== Segment start ==

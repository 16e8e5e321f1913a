//! Error types and exit codes for rubric
//!
//! Exit codes:
//! - 0: Success
//! - 1: Generic failure
//! - 2: Usage error (bad flags/args)
//! - 3: Data error (unknown assignment, invalid config, missing record)
//!
//! Only failures that abort a whole run live here. Problems with a single
//! annotation or criterion are reported as [`crate::extract::Diagnostic`]s.

mod macros;

use std::path::PathBuf;
use thiserror::Error;

/// Exit codes for the rubric CLI
#[derive(Debug, Clone, Copy, PartialEq, Eq)]
pub enum ExitCode {
    /// Success (0)
    Success = 0,
    /// Generic failure (1)
    Failure = 1,
    /// Usage error - bad flags/args (2)
    Usage = 2,
    /// Data error - unknown assignment, invalid config (3)
    Data = 3,
}

impl From<ExitCode> for i32 {
    fn from(code: ExitCode) -> i32 {
        code as i32
    }
}

/// Errors that can occur during rubric operations
#[derive(Error, Debug)]
pub enum RubricError {
    // Usage errors (exit code 2)
    #[error("unknown format: {0} (expected: human, json, or records)")]
    UnknownFormat(String),

    #[error("unknown dialect: {0} (expected: auto, hash, or latex)")]
    UnknownDialect(String),

    #[error("{0}")]
    UsageError(String),

    #[error("invalid {context}: {value}")]
    InvalidValue { context: String, value: String },

    // Data errors (exit code 3)
    #[error("assignment not found: {id}")]
    AssignmentNotFound { id: String },

    #[error("no stored rubric for assignment: {id}")]
    RubricNotFound { id: String },

    #[error("invalid config in {path:?}: {reason}")]
    InvalidConfig { path: PathBuf, reason: String },

    // Generic failures (exit code 1)
    #[error("document unavailable: {path}: {reason}")]
    DocumentUnavailable { path: String, reason: String },

    #[error("failed to store rubric for {assignment_id}: {reason}")]
    StoreFailed {
        assignment_id: String,
        reason: String,
    },

    #[error("IO error: {0}")]
    Io(#[from] std::io::Error),

    #[error("JSON error: {0}")]
    Json(#[from] serde_json::Error),

    #[error("TOML error: {0}")]
    Toml(#[from] toml::de::Error),

    #[error("failed to {operation} {target}: {reason}")]
    FailedOperationWithTarget {
        operation: String,
        target: String,
        reason: String,
    },

    #[error("{0}")]
    Other(String),
}

impl RubricError {
    /// Create an error for a document that could not be fetched
    pub fn document_unavailable(path: impl std::fmt::Display, reason: impl std::fmt::Display) -> Self {
        RubricError::DocumentUnavailable {
            path: path.to_string(),
            reason: reason.to_string(),
        }
    }

    /// Create an error for a failed persistence call
    pub fn store_failed(assignment_id: &str, reason: impl std::fmt::Display) -> Self {
        RubricError::StoreFailed {
            assignment_id: assignment_id.to_string(),
            reason: reason.to_string(),
        }
    }

    /// Create an error for a failed IO operation with context
    pub fn io_operation(
        operation: &str,
        path: impl std::fmt::Display,
        error: impl std::fmt::Display,
    ) -> Self {
        RubricError::FailedOperationWithTarget {
            operation: operation.to_string(),
            target: path.to_string(),
            reason: error.to_string(),
        }
    }

    /// Create an error for an invalid value or configuration
    pub fn invalid_value(context: &str, value: impl std::fmt::Display) -> Self {
        RubricError::InvalidValue {
            context: context.to_string(),
            value: value.to_string(),
        }
    }

    /// Get the appropriate exit code for this error
    pub fn exit_code(&self) -> ExitCode {
        match self {
            RubricError::UnknownFormat(_)
            | RubricError::UnknownDialect(_)
            | RubricError::UsageError(_)
            | RubricError::InvalidValue { .. } => ExitCode::Usage,

            RubricError::AssignmentNotFound { .. }
            | RubricError::RubricNotFound { .. }
            | RubricError::InvalidConfig { .. } => ExitCode::Data,

            RubricError::DocumentUnavailable { .. }
            | RubricError::StoreFailed { .. }
            | RubricError::Io(_)
            | RubricError::Json(_)
            | RubricError::Toml(_)
            | RubricError::FailedOperationWithTarget { .. }
            | RubricError::Other(_) => ExitCode::Failure,
        }
    }

    /// Get the error type identifier
    fn error_type(&self) -> &'static str {
        match self {
            RubricError::UnknownFormat(_) => "unknown_format",
            RubricError::UnknownDialect(_) => "unknown_dialect",
            RubricError::UsageError(_) => "usage_error",
            RubricError::InvalidValue { .. } => "invalid_value",
            RubricError::AssignmentNotFound { .. } => "assignment_not_found",
            RubricError::RubricNotFound { .. } => "rubric_not_found",
            RubricError::InvalidConfig { .. } => "invalid_config",
            RubricError::DocumentUnavailable { .. } => "document_unavailable",
            RubricError::StoreFailed { .. } => "store_failed",
            RubricError::Io(_) => "io_error",
            RubricError::Json(_) => "json_error",
            RubricError::Toml(_) => "toml_error",
            RubricError::FailedOperationWithTarget { .. } => "failed_operation_with_target",
            RubricError::Other(_) => "other",
        }
    }

    /// Convert error to JSON representation for structured error output
    pub fn to_json(&self) -> serde_json::Value {
        serde_json::json!({
            "error": {
                "code": self.exit_code() as i32,
                "type": self.error_type(),
                "message": self.to_string(),
            }
        })
    }
}

/// Result type alias for rubric operations
pub type Result<T> = std::result::Result<T, RubricError>;
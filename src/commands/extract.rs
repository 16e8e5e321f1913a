//! `rubric extract` command - run the engine on a local file

use std::fs;
use std::path::Path;

use rubric_core::error::{RubricError, Result};
use rubric_core::extract::extract_bytes;
use rubric_core::records::escape_quotes;

use crate::cli::{Cli, DialectArg, OutputFormat};
use crate::commands::render;

/// Execute the extract command
pub fn execute(cli: &Cli, file: &Path, dialect: DialectArg) -> Result<()> {
    let content =
        fs::read(file).map_err(|e| RubricError::document_unavailable(file.display(), e))?;
    let dialect = dialect.resolve(file);
    let extraction = extract_bytes(&content, dialect);

    match cli.format {
        OutputFormat::Json => {
            let output = serde_json::json!({
                "file": file.display().to_string(),
                "dialect": dialect,
                "rubric": extraction.rubric,
                "totals": extraction.rubric.totals(),
                "diagnostics": extraction.diagnostics,
            });
            println!("{}", serde_json::to_string_pretty(&output)?);
        }
        OutputFormat::Human => {
            render::print_diagnostics(cli, &extraction.diagnostics);
            render::print_rubric_human(&extraction.rubric);
        }
        OutputFormat::Records => {
            println!(
                "H rubric=1 records=1 mode=extract file=\"{}\" dialect={}",
                escape_quotes(&file.display().to_string()),
                dialect
            );
            for line in render::rubric_records(&extraction.rubric, &extraction.diagnostics) {
                println!("{}", line);
            }
        }
    }

    Ok(())
}
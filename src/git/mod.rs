//! Git history analysis
//!
//! Commit walking and churn aggregation backing the GitHealth assessor.
//!
//! # Example
//!
//! ```no_run
//! use repobench::git::GitHistory;
//! use std::path::Path;
//!
//! let history = GitHistory::open(Path::new("/path/to/repo")).unwrap();
//! let commits = history.get_recent_commits(50, None).unwrap();
//! println!("{} recent commits", commits.len());
//! ```

pub mod history;

pub use history::{ChurnSummary, CommitInfo, GitHistory};
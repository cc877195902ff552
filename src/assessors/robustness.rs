//! Robustness: specificity of exception handlers and use of `logging`

use super::base::{Assessor, AssessorSettings, NO_PYTHON_FILES};
use crate::models::AssessmentOutcome;
use crate::parsers::{self, ParsedFile};
use crate::scoring::clamp_score;
use anyhow::Result;
use std::path::Path;
use tree_sitter::Node;

pub struct RobustnessAssessor;

impl RobustnessAssessor {
    pub fn new(_settings: &AssessorSettings) -> Self {
        Self
    }
}

#[derive(Debug, Clone, Copy, PartialEq, Eq)]
enum HandlerKind {
    Bare,
    Generic,
    Specific,
}

fn classify_handler(file: &ParsedFile, clause: Node<'_>) -> HandlerKind {
    let mut cursor = clause.walk();
    let caught = clause
        .named_children(&mut cursor)
        .find(|child| child.kind() != "block" && child.kind() != "comment");
    let Some(mut caught) = caught else {
        return HandlerKind::Bare;
    };
    // `except Exception as e`
    if caught.kind() == "as_pattern" {
        match caught.named_child(0) {
            Some(inner) => caught = inner,
            None => return HandlerKind::Specific,
        }
    }
    if caught.kind() == "identifier" && file.text(caught) == "Exception" {
        HandlerKind::Generic
    } else {
        HandlerKind::Specific
    }
}

fn uses_logging(files: &[ParsedFile]) -> bool {
    files.iter().any(|file| {
        file.imports()
            .iter()
            .any(|module| module == "logging" || module.starts_with("logging."))
    })
}

impl Assessor for RobustnessAssessor {
    fn id(&self) -> &'static str {
        "robustness"
    }

    fn description(&self) -> &'static str {
        "Exception handler specificity and logging usage"
    }

    fn assess(&self, codebase: &Path) -> Result<AssessmentOutcome> {
        let files = parsers::python_files(codebase);
        if files.is_empty() {
            return Ok(AssessmentOutcome::neutral(0.0, NO_PYTHON_FILES));
        }
        let parsed = parsers::parse_files(&files);

        let mut findings = Vec::new();
        let mut total = 0usize;
        let mut specific = 0usize;
        for file in &parsed.files {
            file.for_each_node(|node| {
                if node.kind() != "except_clause" {
                    return;
                }
                total += 1;
                match classify_handler(file, node) {
                    HandlerKind::Specific => specific += 1,
                    HandlerKind::Generic => findings.push(format!(
                        "Generic 'except Exception' used in {}",
                        file.location(node)
                    )),
                    HandlerKind::Bare => {
                        findings.push(format!("Bare 'except:' used in {}", file.location(node)))
                    }
                }
            });
        }

        let logging = uses_logging(&parsed.files);
        let mut details = vec![if logging {
            "Codebase appears to use the 'logging' module.".to_string()
        } else {
            "Codebase does not appear to use the 'logging' module.".to_string()
        }];
        let logging_bonus = if logging { 2.0 } else { 0.0 };

        if total == 0 {
            let score = if logging { 5.0 } else { 2.0 };
            return Ok(AssessmentOutcome::new(score, details)
                .with_metric("handlers", 0)
                .with_metric("uses_logging", logging));
        }

        let quality = specific as f64 / total as f64;
        details.push(format!(
            "Error handling quality: {:.2}% ({}/{} specific handlers)",
            quality * 100.0,
            specific,
            total
        ));
        details.extend(findings);

        Ok(
            AssessmentOutcome::new(clamp_score(quality * 8.0 + logging_bonus), details)
                .with_metric("handlers", total)
                .with_metric("specific_handlers", specific)
                .with_metric("uses_logging", logging),
        )
    }
}

#[cfg(test)]
mod tests {
    use super::*;

    fn assess(files: &[(&str, &str)]) -> AssessmentOutcome {
        let dir = tempfile::tempdir().unwrap();
        for (name, source) in files {
            std::fs::write(dir.path().join(name), source).unwrap();
        }
        RobustnessAssessor.assess(dir.path()).unwrap()
    }

    #[test]
    fn test_handler_classification() {
        let outcome = assess(&[(
            "h.py",
            "import logging\n\ntry:\n    pass\nexcept ValueError:\n    pass\nexcept Exception as e:\n    pass\nexcept:\n    pass\n",
        )]);
        assert_eq!(outcome.details[0], "Codebase appears to use the 'logging' module.");
        assert_eq!(
            outcome.details[1],
            "Error handling quality: 33.33% (1/3 specific handlers)"
        );
        assert!(outcome.details[2].starts_with("Generic 'except Exception' used in "));
        assert!(outcome.details[2].ends_with("h.py:7"));
        assert!(outcome.details[3].starts_with("Bare 'except:' used in "));
        assert!((outcome.score - (8.0 / 3.0 + 2.0)).abs() < 1e-9);
    }

    #[test]
    fn test_no_handlers() {
        let with_logging = assess(&[("a.py", "import logging.handlers\nx = 1\n")]);
        assert_eq!(with_logging.score, 5.0);
        let without = assess(&[("a.py", "x = 1\n")]);
        assert_eq!(without.score, 2.0);
        assert_eq!(
            without.details,
            vec!["Codebase does not appear to use the 'logging' module."]
        );
    }

    #[test]
    fn test_all_specific_without_logging() {
        let outcome = assess(&[(
            "a.py",
            "try:\n    pass\nexcept (KeyError, IndexError):\n    pass\n",
        )]);
        assert_eq!(outcome.score, 8.0);
    }
}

== Segment end ==

### Task statement
The word to look for is "RubricNotFound"; copy out every line of the entries that holds it.

### Solution to this exercise
    RubricNotFound { id: String },
            | RubricError::RubricNotFound { .. }
            RubricError::RubricNotFound { .. } => "rubric_not_found",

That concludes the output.